Mindis controls the starting distance of weigthed LD used for exponential fitting. This parameter should be properly set according to the marker density. Small Mindis requires dense markers.
Maxdis controls the upboundary of the distance between two markers used for exponential fitting. Maxdis should be smaller than the shortest chromosome used for inference. Binsize controls the stepwise distance for calculating the average of weighted LD. Small Binsize requires dense markers.
Iter controls the number of Iteration to get the accurate fitting results.
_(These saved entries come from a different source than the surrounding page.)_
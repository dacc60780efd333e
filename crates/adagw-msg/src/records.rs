//! ---
//! gw_section: "02-messaging-ipc-data-model"
//! gw_subsection: "module"
//! gw_type: "source"
//! gw_scope: "code"
//! gw_description: "Flat semicolon records used by the cache file, bus topics and debug pipe."
//! gw_version: "v0.0.0-prealpha"
//! gw_owner: "tbd"
//! ---
use std::fmt::Write as _;
use std::io::BufRead;

use tracing::debug;

use crate::types::{parse_number, Message, ModuleValue, Priority};
use crate::{CodecError, Result};

/// Field selection for [`to_csv`].
#[derive(Debug, Clone, Copy, PartialEq, Eq)]
pub enum CsvLayout {
    /// `time`, `euid`, `device_id`, `pairs`.
    Compact,
    /// Compact plus state, versions and validity.
    Full,
    /// Full plus priority and module availability, as written to the cache file.
    Cache,
}

/// Render `msg` as a header line followed by one line per module value.
pub fn to_csv(msg: &Message, layout: CsvLayout) -> String {
    let mut out = String::new();
    let _ = write!(
        out,
        "time;{};euid;{};device_id;{};",
        msg.timestamp, msg.device.euid, msg.device.device_type_id
    );
    if layout != CsvLayout::Compact {
        let _ = write!(
            out,
            "state;{};fw_version;{};protocol_version;{};dev_version;{};tt_version;{};valid;{};",
            msg.state,
            msg.fw_version,
            msg.protocol_version,
            msg.device.version,
            msg.tt_version,
            if msg.valid { "yes" } else { "no" }
        );
    }
    if layout == CsvLayout::Cache {
        let _ = write!(out, "priority;{};", msg.priority.rank());
    }
    let _ = writeln!(out, "pairs;{}", msg.device.pairs());

    for item in &msg.device.values {
        let _ = write!(out, "module_id;{:#04x};value;{}", item.module_id, item.value);
        if layout == CsvLayout::Cache && !item.available {
            out.push_str(";status;unavailable");
        }
        out.push('\n');
    }
    out
}

/// Human-readable multi-line dump.
pub fn to_plain_text(msg: &Message) -> String {
    let mut out = String::new();
    let _ = writeln!(out, "time:{}", msg.timestamp);
    let _ = writeln!(out, "euid:{}", msg.device.euid);
    let _ = writeln!(out, "device_id:{}", msg.device.device_type_id);
    let _ = writeln!(out, "state:{}", msg.state);
    let _ = writeln!(out, "fw_version:{}", msg.fw_version);
    let _ = writeln!(out, "protocol_version:{}", msg.protocol_version);
    let _ = writeln!(out, "dev_version:{}", msg.device.version);
    out.push_str("sensor_values:\n");
    for item in &msg.device.values {
        let _ = writeln!(out, "\tmodule_id:{:#04x}, value:{}", item.module_id, item.value);
    }
    out
}

/// Serialises messages into the cache file format.
pub trait RecordEncoder: Send + Sync {
    /// One complete record (header plus module lines).
    fn encode_record(&self, msg: &Message) -> String;
}

/// Encoder for [`CsvLayout::Cache`] records.
#[derive(Debug, Clone, Copy, Default)]
pub struct CacheRecordEncoder;

impl RecordEncoder for CacheRecordEncoder {
    fn encode_record(&self, msg: &Message) -> String {
        to_csv(msg, CsvLayout::Cache)
    }
}

/// Upper bound on `pairs` in a cache record header.
pub const MAX_RECORD_PAIRS: usize = 256;

/// Streaming reader of cache-format records.
///
/// Every record starts from a clone of the template so fields the file does
/// not carry (adapter id) are filled in. A header needs `time` and `euid`;
/// `pairs` defaults to 0. Module lines are read up to `pairs` and never past
/// the next header, so one damaged record cannot swallow the following ones.
/// Malformed records yield an error and the reader moves on.
pub struct RecordDecoder<R> {
    lines: std::io::Lines<R>,
    line_no: usize,
    lookahead: Option<String>,
    template: Message,
}

impl<R: BufRead> RecordDecoder<R> {
    /// Wrap `reader`, starting each record from `template`.
    pub fn new(reader: R, template: Message) -> Self {
        Self {
            lines: reader.lines(),
            line_no: 0,
            lookahead: None,
            template,
        }
    }

    fn next_line(&mut self) -> Option<Result<String>> {
        if let Some(line) = self.lookahead.take() {
            self.line_no += 1;
            return Some(Ok(line));
        }
        let line = self.lines.next()?;
        self.line_no += 1;
        Some(line.map_err(CodecError::from))
    }

    fn push_back(&mut self, line: String) {
        self.line_no -= 1;
        self.lookahead = Some(line);
    }

    fn record_error(&self, line: usize, reason: impl Into<String>) -> CodecError {
        CodecError::Record {
            line,
            reason: reason.into(),
        }
    }

    fn read_record(&mut self, header: &str) -> Result<Message> {
        let header_line = self.line_no;
        let mut msg = self.template.clone();
        msg.device.values.clear();
        let mut pairs = 0usize;
        let mut has_time = false;
        let mut has_euid = false;
        let mut header_error = None;

        if is_module_line(header) {
            header_error = Some("module line without a record header".to_owned());
        } else {
            for (key, value) in tokens(header) {
                let Some(value) = value else {
                    header_error = Some(format!("field '{key}' has no value"));
                    break;
                };
                let parsed = match key {
                    "time" => value
                        .parse()
                        .map(|v| {
                            msg.timestamp = v;
                            has_time = true;
                        })
                        .is_ok(),
                    "euid" => parse_number(value)
                        .map(|v| {
                            msg.device.euid = v;
                            has_euid = true;
                        })
                        .is_some(),
                    "device_id" => parse_number(value)
                        .and_then(|v| u16::try_from(v).ok())
                        .map(|v| msg.device.device_type_id = v)
                        .is_some(),
                    "dev_version" => value.parse().map(|v| msg.device.version = v).is_ok(),
                    "valid" => {
                        msg.valid = value == "yes";
                        true
                    }
                    "state" => value.parse().map(|v| msg.state = v).is_ok(),
                    "fw_version" => {
                        msg.fw_version = value.to_owned();
                        true
                    }
                    "protocol_version" => {
                        msg.protocol_version = value.to_owned();
                        true
                    }
                    "pairs" => value
                        .parse::<usize>()
                        .ok()
                        .filter(|n| *n <= MAX_RECORD_PAIRS)
                        .map(|n| pairs = n)
                        .is_some(),
                    "tt_version" => value.parse().map(|v| msg.tt_version = v).is_ok(),
                    "priority" => value
                        .parse::<u8>()
                        .ok()
                        .and_then(Priority::from_rank)
                        .map(|p| msg.priority = p)
                        .is_some(),
                    unknown => {
                        debug!(line = self.line_no, field = unknown, "unknown cache record field ignored");
                        true
                    }
                };
                if !parsed && header_error.is_none() {
                    header_error = Some(format!("invalid value '{value}' for field '{key}'"));
                }
            }
            if header_error.is_none() {
                if !has_time {
                    header_error = Some("header without 'time'".to_owned());
                } else if !has_euid {
                    header_error = Some("header without 'euid'".to_owned());
                }
            }
        }

        // A rejected header takes the module lines that follow it with it.
        let wanted = if header_error.is_some() { usize::MAX } else { pairs };
        let mut read = 0usize;
        let mut module_error = None;
        while read < wanted {
            let line = match self.next_line() {
                Some(line) => line?,
                None => break,
            };
            if !is_module_line(&line) {
                self.push_back(line);
                break;
            }
            read += 1;
            match parse_module_line(&line) {
                Ok(item) => msg.device.values.push(item),
                Err(reason) => {
                    if module_error.is_none() {
                        module_error = Some(self.record_error(self.line_no, reason));
                    }
                }
            }
        }

        if let Some(reason) = header_error {
            return Err(self.record_error(header_line, reason));
        }
        if let Some(err) = module_error {
            return Err(err);
        }
        if read < pairs {
            return Err(self.record_error(
                header_line,
                format!("expected {pairs} module lines, found {read}"),
            ));
        }
        Ok(msg)
    }
}

impl<R: BufRead> Iterator for RecordDecoder<R> {
    type Item = Result<Message>;

    fn next(&mut self) -> Option<Self::Item> {
        loop {
            let line = match self.next_line()? {
                Ok(line) => line,
                Err(err) => return Some(Err(err)),
            };
            if line.trim().is_empty() {
                continue;
            }
            return Some(self.read_record(&line));
        }
    }
}

fn is_module_line(line: &str) -> bool {
    tokens(line).next().is_some_and(|(key, _)| key == "module_id")
}

/// Split `a;1;b;2` into `(key, value)` pairs, skipping empty tokens.
fn tokens(line: &str) -> impl Iterator<Item = (&str, Option<&str>)> {
    let mut parts = line.split(';').map(str::trim).filter(|t| !t.is_empty());
    std::iter::from_fn(move || {
        let key = parts.next()?;
        Some((key, parts.next()))
    })
}

fn parse_module_line(line: &str) -> std::result::Result<ModuleValue, String> {
    let mut module_id = None;
    let mut value = None;
    let mut available = true;
    for (key, raw) in tokens(line) {
        let raw = raw.ok_or_else(|| format!("module field '{key}' has no value"))?;
        match key {
            "module_id" => {
                module_id = Some(
                    parse_number(raw)
                        .and_then(|v| u16::try_from(v).ok())
                        .ok_or_else(|| format!("invalid module_id '{raw}'"))?,
                )
            }
            "value" => {
                value = Some(
                    raw.parse::<f32>()
                        .map_err(|_| format!("invalid module value '{raw}'"))?,
                )
            }
            "status" => available = raw != "unavailable",
            unknown => debug!(field = unknown, "unknown module field ignored"),
        }
    }
    let module_id = module_id.ok_or("module line without module_id")?;
    Ok(ModuleValue {
        module_id,
        value: value.unwrap_or_default(),
        available,
    })
}

#[cfg(test)]
mod tests {
    use super::*;
    use crate::types::{DeviceReading, GatewayIdentity, MessageState};
    use std::io::Cursor;

    fn sample() -> Message {
        let identity = GatewayIdentity {
            adapter_id: "0x9".into(),
            fw_version: "2.1".into(),
            protocol_version: "1.1".into(),
        };
        let mut msg = Message::data(
            &identity,
            1_700_000_000,
            DeviceReading {
                euid: 0xAB,
                device_type_id: 2,
                version: 4,
                name: None,
                values: vec![ModuleValue::new(1, 20.25), ModuleValue::unavailable(3)],
            },
        );
        msg.tt_version = 7;
        msg
    }

    #[test]
    fn compact_and_full_layouts() {
        let msg = sample();
        let compact = to_csv(&msg, CsvLayout::Compact);
        assert_eq!(
            compact,
            "time;1700000000;euid;171;device_id;2;pairs;2\nmodule_id;0x01;value;20.25\nmodule_id;0x03;value;0\n"
        );
        let full = to_csv(&msg, CsvLayout::Full);
        assert!(full.starts_with(
            "time;1700000000;euid;171;device_id;2;state;data;fw_version;2.1;protocol_version;1.1;dev_version;4;tt_version;7;valid;yes;pairs;2\n"
        ));
        assert!(!full.contains("priority"));
    }

    #[test]
    fn cache_records_decode_back() {
        let mut first = sample().with_priority(Priority::Actuator);
        first.valid = false;
        let second = sample();
        let file = format!(
            "{}\n{}",
            CacheRecordEncoder.encode_record(&first),
            CacheRecordEncoder.encode_record(&second)
        );

        let template = Message {
            adapter_id: "0x9".into(),
            ..Message::default()
        };
        let decoded: Vec<_> = RecordDecoder::new(Cursor::new(file), template)
            .collect::<Result<_>>()
            .unwrap();
        assert_eq!(decoded, vec![first, second]);
    }

    #[test]
    fn malformed_records_are_skipped() {
        let file = "\
time;abc;euid;1;pairs;1
module_id;0x01;value;1.0
time;1700000001;euid;2;state;data;pairs;1;color;blue
module_id;0x02;value;2.5
time;1700000002;euid;3;pairs;1
module_id;0x03;value;nan-ish
time;1700000003;euid;4;pairs;2
module_id;0x04;value;4
";
        let results: Vec<_> = RecordDecoder::new(Cursor::new(file), Message::default()).collect();
        assert_eq!(results.len(), 4);
        assert!(matches!(results[0], Err(CodecError::Record { line: 1, .. })));
        let ok = results[1].as_ref().unwrap();
        assert_eq!(ok.device.euid, 2);
        assert_eq!(ok.state, MessageState::Data);
        assert_eq!(ok.device.values, vec![ModuleValue::new(2, 2.5)]);
        assert!(matches!(results[2], Err(CodecError::Record { line: 6, .. })));
        assert!(matches!(results[3], Err(CodecError::Record { line: 7, .. })));
    }

    #[test]
    fn stray_module_lines_never_become_records() {
        let file = "\
time;1700000000;euid;16;device_id;1
module_id;0x01;value;5
module_id;0x02;value;6
device_id;4;pairs;0
time;1700000005;euid;17;pairs;1
module_id;0x03;value;7
";
        let results: Vec<_> = RecordDecoder::new(Cursor::new(file), Message::default()).collect();
        assert_eq!(results.len(), 4);
        let first = results[0].as_ref().unwrap();
        assert_eq!((first.timestamp, first.device.euid), (1_700_000_000, 16));
        assert!(first.device.values.is_empty());
        assert!(matches!(results[1], Err(CodecError::Record { line: 2, .. })));
        assert!(matches!(results[2], Err(CodecError::Record { line: 4, .. })));
        let last = results[3].as_ref().unwrap();
        assert_eq!(last.device.euid, 17);
        assert_eq!(last.device.values, vec![ModuleValue::new(3, 7.0)]);
    }

    #[test]
    fn oversized_pairs_do_not_swallow_next_record() {
        let file = "\
time;1700000000;euid;1;pairs;4000000000
module_id;0x01;value;1
time;1700000001;euid;2;pairs;900
module_id;0x01;value;1
time;1700000002;euid;3;pairs;1
module_id;0x05;value;5
";
        let results: Vec<_> = RecordDecoder::new(Cursor::new(file), Message::default()).collect();
        assert_eq!(results.len(), 3);
        assert!(results[0].is_err());
        assert!(matches!(results[1], Err(CodecError::Record { line: 3, .. })));
        let ok = results[2].as_ref().unwrap();
        assert_eq!(ok.device.euid, 3);
        assert_eq!(ok.device.values, vec![ModuleValue::new(5, 5.0)]);
    }

    #[test]
    fn plain_text_lists_modules() {
        let text = to_plain_text(&sample());
        assert!(text.contains("euid:171\n"));
        assert!(text.contains("\tmodule_id:0x01, value:20.25\n"));
    }
}
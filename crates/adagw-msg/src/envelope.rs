//! ---
//! gw_section: "02-messaging-ipc-data-model"
//! gw_subsection: "module"
//! gw_type: "source"
//! gw_scope: "code"
//! gw_description: "Server envelope codec shared by both server links."
//! gw_version: "v0.0.0-prealpha"
//! gw_owner: "tbd"
//! ---
use std::fmt::Debug;
use std::io::Cursor;

use quick_xml::events::attributes::Attributes;
use quick_xml::events::{BytesDecl, BytesEnd, BytesStart, BytesText, Event};
use quick_xml::{Reader, Writer};
use tracing::{debug, warn};

use crate::types::{parse_number, CmdParams, Command, CommandState, DeviceReading, Message, MessageState};
use crate::{CodecError, Result};

const OUTBOUND_ROOT: &str = "adapter_server";

/// Request/response ids carried by Correlated Link envelopes.
#[derive(Debug, Clone, Copy, Default, PartialEq, Eq)]
pub struct Correlation {
    /// Id of a request that expects a response.
    pub request_id: Option<u64>,
    /// Id of the request this envelope answers.
    pub response_id: Option<u64>,
}

impl Correlation {
    /// No correlation ids (Synchronous Link).
    pub const NONE: Correlation = Correlation {
        request_id: None,
        response_id: None,
    };

    /// Envelope that expects a response matched by `id`.
    pub fn request(id: u64) -> Self {
        Self {
            request_id: Some(id),
            response_id: None,
        }
    }

    /// Envelope answering request `id`.
    pub fn response(id: u64) -> Self {
        Self {
            request_id: None,
            response_id: Some(id),
        }
    }
}

/// Decoded server frame.
#[derive(Debug, Clone, Default, PartialEq)]
pub struct Inbound {
    /// Decoded command.
    pub command: Command,
    /// Correlation ids found on the envelope.
    pub correlation: Correlation,
}

/// Encoder/decoder for the server protocol envelope.
pub trait EnvelopeCodec: Send + Sync + Debug {
    /// Serialise `msg` tagged with `correlation`.
    fn encode(&self, msg: &Message, correlation: Correlation) -> Result<String>;

    /// Parse a single server frame.
    fn decode(&self, frame: &str) -> Result<Inbound>;

    /// Parse a frame, mapping malformed input to a command in the `error` state.
    fn decode_lossy(&self, frame: &str) -> Inbound {
        self.decode(frame).unwrap_or_else(|err| {
            warn!(error = %err, "invalid format of incoming message");
            Inbound {
                command: Command::error(),
                correlation: Correlation::NONE,
            }
        })
    }
}

/// XML envelope used by the gateway server protocol.
#[derive(Debug, Clone, Copy, Default)]
pub struct XmlCodec;

impl XmlCodec {
    /// Construct the codec.
    pub fn new() -> Self {
        Self
    }
}

fn xml_err(err: impl std::fmt::Display) -> CodecError {
    CodecError::Xml(err.to_string())
}

fn emit(writer: &mut Writer<Cursor<Vec<u8>>>, event: Event<'_>) -> Result<()> {
    writer.write_event(event).map_err(xml_err)
}

fn hex_byte(value: impl Into<u64>) -> String {
    format!("{:#04x}", value.into())
}

fn write_device(writer: &mut Writer<Cursor<Vec<u8>>>, device: &DeviceReading) -> Result<()> {
    let euid = format!("{:#x}", device.euid);
    let device_id = hex_byte(device.device_type_id);
    let mut start = BytesStart::new("device");
    start.push_attribute(("euid", euid.as_str()));
    start.push_attribute(("device_id", device_id.as_str()));
    if let Some(name) = device.name.as_deref().filter(|n| !n.is_empty()) {
        start.push_attribute(("name", name));
    }
    emit(writer, Event::Start(start))?;

    if !device.values.is_empty() {
        let count = device.values.len().to_string();
        let mut values = BytesStart::new("values");
        values.push_attribute(("count", count.as_str()));
        emit(writer, Event::Start(values))?;
        for item in &device.values {
            let module_id = hex_byte(item.module_id);
            let mut value = BytesStart::new("value");
            value.push_attribute(("module_id", module_id.as_str()));
            if !item.available {
                value.push_attribute(("status", "unavailable"));
            }
            emit(writer, Event::Start(value))?;
            let text = item.value.to_string();
            emit(writer, Event::Text(BytesText::new(&text)))?;
            emit(writer, Event::End(BytesEnd::new("value")))?;
        }
        emit(writer, Event::End(BytesEnd::new("values")))?;
    }

    emit(writer, Event::End(BytesEnd::new("device")))
}

fn write_parameter(
    writer: &mut Writer<Cursor<Vec<u8>>>,
    params: &CmdParams,
    state: MessageState,
) -> Result<()> {
    let param_id = params.param_id.to_string();
    let euid = format!("{:#x}", params.euid);
    let module_id = params.module_id.map(|m| format!("{m:#x}"));

    let mut start = BytesStart::new("parameter");
    start.push_attribute(("param_id", param_id.as_str()));
    if params.euid > 0 {
        start.push_attribute(("euid", euid.as_str()));
    }
    if let Some(module_id) = module_id.as_deref() {
        start.push_attribute(("module_id", module_id));
    }
    emit(writer, Event::Start(start))?;
    if state == MessageState::Parameters {
        for (value, _) in &params.values {
            emit(writer, Event::Start(BytesStart::new("value")))?;
            emit(writer, Event::Text(BytesText::new(value)))?;
            emit(writer, Event::End(BytesEnd::new("value")))?;
        }
    }
    emit(writer, Event::End(BytesEnd::new("parameter")))
}

impl EnvelopeCodec for XmlCodec {
    fn encode(&self, msg: &Message, correlation: Correlation) -> Result<String> {
        let mut writer = Writer::new(Cursor::new(Vec::new()));
        emit(
            &mut writer,
            Event::Decl(BytesDecl::new("1.0", Some("UTF-8"), None)),
        )?;

        let time = msg.timestamp.to_string();
        let request_id = correlation.request_id.map(|id| id.to_string());
        let response_id = correlation.response_id.map(|id| id.to_string());
        let mut root = BytesStart::new(OUTBOUND_ROOT);
        root.push_attribute(("adapter_id", msg.adapter_id.as_str()));
        root.push_attribute(("state", msg.state.as_str()));
        root.push_attribute(("protocol_version", msg.protocol_version.as_str()));
        root.push_attribute(("fw_version", msg.fw_version.as_str()));
        root.push_attribute(("time", time.as_str()));
        if let Some(id) = request_id.as_deref() {
            root.push_attribute(("request_id", id));
        }
        if let Some(id) = response_id.as_deref() {
            root.push_attribute(("response_id", id));
        }
        emit(&mut writer, Event::Start(root))?;

        match msg.state {
            MessageState::Register => emit(&mut writer, Event::Text(BytesText::new(" ")))?,
            MessageState::Ack => {}
            MessageState::GetParameters | MessageState::Parameters => {
                write_parameter(&mut writer, &msg.params, msg.state)?
            }
            MessageState::Data | MessageState::Error => write_device(&mut writer, &msg.device)?,
        }

        emit(&mut writer, Event::End(BytesEnd::new(OUTBOUND_ROOT)))?;
        String::from_utf8(writer.into_inner().into_inner()).map_err(xml_err)
    }

    fn decode(&self, frame: &str) -> Result<Inbound> {
        let mut reader = Reader::from_str(frame);
        reader.trim_text(true);

        let mut inbound = Inbound::default();
        let mut seen_root = false;
        let mut open_value: Option<OpenValue> = None;

        loop {
            match reader.read_event().map_err(xml_err)? {
                Event::Start(element) => {
                    open_value = start_element(&mut inbound, &mut seen_root, &element)?;
                }
                Event::Empty(element) => {
                    if let Some(value) = start_element(&mut inbound, &mut seen_root, &element)? {
                        value.finish(&mut inbound.command);
                    }
                }
                Event::Text(text) => {
                    if let Some(value) = open_value.as_mut() {
                        value.text.push_str(&text.unescape().map_err(xml_err)?);
                    }
                }
                Event::End(element) => {
                    if element.name().as_ref() == b"value" {
                        if let Some(value) = open_value.take() {
                            value.finish(&mut inbound.command);
                        }
                    }
                }
                Event::Eof => break,
                _ => {}
            }
        }

        if !seen_root {
            return Err(CodecError::MissingRoot);
        }
        Ok(inbound)
    }
}

/// `<value>` element whose text has not been read yet.
struct OpenValue {
    module_id: Option<u16>,
    device_id: String,
    text: String,
}

impl OpenValue {
    fn finish(self, command: &mut Command) {
        if command.state.is_parameter_exchange() {
            if let Some(module_id) = self.module_id {
                command.params.module_id = Some(u32::from(module_id));
            }
            if !self.text.is_empty() || !self.device_id.is_empty() {
                command.params.values.push((self.text, self.device_id));
            }
            return;
        }
        let Some(module_id) = self.module_id else {
            debug!(text = %self.text, "value without module_id ignored");
            return;
        };
        let value = self.text.trim().parse::<f32>().unwrap_or_else(|_| {
            warn!(module_id, text = %self.text, "non-numeric module value, using 0");
            0.0
        });
        command.values.push((module_id, value));
    }
}

fn start_element(
    inbound: &mut Inbound,
    seen_root: &mut bool,
    element: &BytesStart<'_>,
) -> Result<Option<OpenValue>> {
    match element.name().as_ref() {
        b"server_adapter" => {
            *seen_root = true;
            read_root(inbound, element.attributes())?;
            Ok(None)
        }
        b"value" => {
            let mut value = OpenValue {
                module_id: None,
                device_id: String::new(),
                text: String::new(),
            };
            for attr in element.attributes() {
                let attr = attr.map_err(xml_err)?;
                let raw = attr.unescape_value().map_err(xml_err)?;
                match attr.key.as_ref() {
                    b"module_id" => {
                        value.module_id = parse_number(&raw).and_then(|n| u16::try_from(n).ok())
                    }
                    b"device_id" => value.device_id = raw.into_owned(),
                    _ => {}
                }
            }
            Ok(Some(value))
        }
        b"parameter" => {
            for attr in element.attributes() {
                let attr = attr.map_err(xml_err)?;
                let raw = attr.unescape_value().map_err(xml_err)?;
                match attr.key.as_ref() {
                    b"param_id" | b"id" => {
                        inbound.command.params.param_id = raw.trim().parse().unwrap_or_default()
                    }
                    b"euid" => inbound.command.params.euid = parse_number(&raw).unwrap_or_default(),
                    _ => {}
                }
            }
            Ok(None)
        }
        _ => Ok(None),
    }
}

fn read_root(inbound: &mut Inbound, attributes: Attributes<'_>) -> Result<()> {
    let command = &mut inbound.command;
    for attr in attributes {
        let attr = attr.map_err(xml_err)?;
        let raw = attr.unescape_value().map_err(xml_err)?;
        match attr.key.as_ref() {
            b"protocol_version" => command.protocol_version = raw.into_owned(),
            b"state" => command.state = CommandState::from(&*raw),
            b"euid" | b"id" => command.euid = parse_number(&raw).unwrap_or_default(),
            b"device_id" => {
                command.device_type_id = parse_number(&raw)
                    .and_then(|n| u16::try_from(n).ok())
                    .unwrap_or_default()
            }
            b"time" => command.time = raw.trim().parse().unwrap_or_default(),
            b"request_id" => inbound.correlation.request_id = parse_number(&raw).filter(|id| *id != 0),
            b"response_id" => {
                inbound.correlation.response_id = parse_number(&raw).filter(|id| *id != 0)
            }
            other => {
                debug!(attribute = %String::from_utf8_lossy(other), "unknown server_adapter attribute")
            }
        }
    }
    Ok(())
}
We suggest to use the default value.
Jackknife is used for calculating the significance of the admixture signals. For a quick scan of the data, you can put off Jackknife.
Num_threads controls the number of threads used globally, this value is no bigger than the number of the chromosomes used for inference.
Num_threads_wld controls the number of threads used for calculating weighted LD, which is specified for the memory control when dealling NGS data. If you have large memory(>128G for each fitting process) or you should set it to a small value, say 3.
If you use iMAAPs in your research, please cite
Zhou Y, Yuan K, Yu Y, Ni X, Xie P, Xing EP, Xu S. Inference of multiple-wave population admixture by modeling decay of linkage disequilibrium with polynomial functions. Heredity (Edinb). 2017 May;118(5):503-510. doi: 10.1038/hdy.2017.5. Epub 2017 Feb 15. PMID: 28198814; PMCID: PMC5564381.